(Given information):
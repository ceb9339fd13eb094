//! Translation of domain validation failures into `400` payloads.
//!
//! Every validation error carries `details` of the form
//! `{"field": ..., "code": ..., "value": ...}` where `value` is omitted when
//! echoing it back would not help the client.

use serde_json::{Value, json};

use crate::domain::{
    CacheValidationError, Error, LoginValidationError, ProfileValidationError,
};

/// Machine-readable validation codes.
#[derive(Debug, Clone, Copy, PartialEq, Eq)]
pub(crate) enum ValidationCode {
    Empty,
    TooLong,
    OutOfRange,
    InvalidEmail,
}

impl ValidationCode {
    const fn as_str(self) -> &'static str {
        match self {
            Self::Empty => "empty",
            Self::TooLong => "too_long",
            Self::OutOfRange => "out_of_range",
            Self::InvalidEmail => "invalid_email",
        }
    }
}

fn field_error(message: String, field: &str, code: ValidationCode, value: Option<Value>) -> Error {
    let mut details = json!({ "field": field, "code": code.as_str() });
    if let (Some(value), Some(map)) = (value, details.as_object_mut()) {
        map.insert("value".to_owned(), value);
    }
    Error::invalid_request(message).with_details(details)
}

pub(crate) fn cache_validation_error(err: &CacheValidationError) -> Error {
    let message = err.to_string();
    match err {
        CacheValidationError::EmptyName => {
            field_error(message, "cache_name", ValidationCode::Empty, None)
        }
        CacheValidationError::NameTooLong { .. } => {
            field_error(message, "cache_name", ValidationCode::TooLong, None)
        }
        CacheValidationError::LatitudeOutOfRange(lat) => {
            field_error(message, "lat", ValidationCode::OutOfRange, Some(json!(lat)))
        }
        CacheValidationError::LongitudeOutOfRange(long) => {
            field_error(message, "long", ValidationCode::OutOfRange, Some(json!(long)))
        }
        CacheValidationError::RatingOutOfRange { kind, value } => field_error(
            message,
            kind.field(),
            ValidationCode::OutOfRange,
            Some(json!(value)),
        ),
    }
}

pub(crate) fn profile_validation_error(err: &ProfileValidationError) -> Error {
    let message = err.to_string();
    match err {
        ProfileValidationError::EmptyFirstName => {
            field_error(message, "first_name", ValidationCode::Empty, None)
        }
        ProfileValidationError::EmptyLastName => {
            field_error(message, "last_name", ValidationCode::Empty, None)
        }
        ProfileValidationError::TooLong { field, .. } => {
            field_error(message, field, ValidationCode::TooLong, None)
        }
        ProfileValidationError::InvalidEmail => {
            field_error(message, "email", ValidationCode::InvalidEmail, None)
        }
    }
}

pub(crate) fn login_validation_error(err: &LoginValidationError) -> Error {
    let field = match err {
        LoginValidationError::EmptyUsername => "username",
        LoginValidationError::EmptyPassword => "password",
    };
    field_error(err.to_string(), field, ValidationCode::Empty, None)
}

(Problem details):
Your answer should consist only of the lines from the one with "field_error(err.to_string(), field, ValidationCode::Empty, None)" through the end of the data above, reproduced exactly.

(Output of the exercise):
    field_error(err.to_string(), field, ValidationCode::Empty, None)
}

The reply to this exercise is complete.